[Collected data]
● ● ● ● ●
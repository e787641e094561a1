//! Opening log files for line-by-line reading.
//!
//! Archived benchmark logs are usually zstd-compressed, so inputs ending in
//! `.zst` are decoded on the fly. Everything else is read as plain text.

use std::fs::File;
use std::io::{BufRead, BufReader};
use std::path::{Path, PathBuf};

/// Open an input file as a buffered line source.
pub fn open_input(path: &Path) -> Result<Box<dyn BufRead>, InputError> {
    let file = File::open(path).map_err(|e| InputError::Open {
        path: path.to_path_buf(),
        source: e,
    })?;

    if is_compressed(path) {
        let decoder = zstd::stream::read::Decoder::new(file).map_err(|e| InputError::Open {
            path: path.to_path_buf(),
            source: e,
        })?;
        tracing::debug!(file = %path.display(), "reading zstd-compressed input");
        Ok(Box::new(BufReader::new(decoder)))
    } else {
        Ok(Box::new(BufReader::new(file)))
    }
}

fn is_compressed(path: &Path) -> bool {
    path.extension().and_then(|e| e.to_str()) == Some("zst")
}

/// Where a line came from, for diagnostics.
#[derive(Debug, Clone, PartialEq, Eq)]
pub struct Location {
    pub path: PathBuf,
    /// 1-based line number.
    pub line: usize,
}

impl std::fmt::Display for Location {
    fn fmt(&self, f: &mut std::fmt::Formatter<'_>) -> std::fmt::Result {
        write!(f, "{}:{}", self.path.display(), self.line)
    }
}

/// Errors from opening or reading an input file.
#[derive(Debug)]
pub enum InputError {
    Open {
        path: PathBuf,
        source: std::io::Error,
    },
    Read {
        location: Location,
        source: std::io::Error,
    },
}

impl std::fmt::Display for InputError {
    fn fmt(&self, f: &mut std::fmt::Formatter<'_>) -> std::fmt::Result {
        match self {
            InputError::Open { path, source } => {
                write!(f, "failed to open {}: {source}", path.display())
            }
            InputError::Read { location, source } => {
                write!(f, "failed to read {location}: {source}")
            }
        }
    }
}

impl std::error::Error for InputError {
    fn source(&self) -> Option<&(dyn std::error::Error + 'static)> {
        match self {
            InputError::Open { source, .. } => Some(source),
            InputError::Read { source, .. } => Some(source),
        }
    }
}

#[cfg(test)]
mod tests {
    use super::*;
    use tempfile::tempdir;

    fn read_lines(path: &Path) -> Vec<String> {
        open_input(path)
            .unwrap()
            .lines()
            .collect::<Result<_, _>>()
            .unwrap()
    }

    #[test]
    fn plain_file_lines() {
        let dir = tempdir().unwrap();
        let path = dir.path().join("run.log");
        std::fs::write(&path, "RESULT a=1\nnoise\r\nRESULT a=2\n").unwrap();
        assert_eq!(read_lines(&path), vec!["RESULT a=1", "noise", "RESULT a=2"]);
    }

    #[test]
    fn zstd_file_is_decompressed() {
        let dir = tempdir().unwrap();
        let path = dir.path().join("run.log.zst");
        let compressed = zstd::encode_all("RESULT a=1\nRESULT a=2\n".as_bytes(), 3).unwrap();
        std::fs::write(&path, compressed).unwrap();
        assert_eq!(read_lines(&path), vec!["RESULT a=1", "RESULT a=2"]);
    }

    #[test]
    fn missing_file_reports_path() {
        let err = match open_input(Path::new("/nonexistent/run.log")) {
            Ok(_) => panic!("expected open failure"),
            Err(e) => e,
        };
        assert!(matches!(err, InputError::Open { .. }));
        assert!(err.to_string().contains("/nonexistent/run.log"));
    }

    #[test]
    fn location_display() {
        let loc = Location {
            path: PathBuf::from("logs/a.txt"),
            line: 12,
        };
        assert_eq!(loc.to_string(), "logs/a.txt:12");
    }
}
● ● ● ● ●
What you will do
One number is the expected answer: the count of lines above that hold the word "else".

Answer
2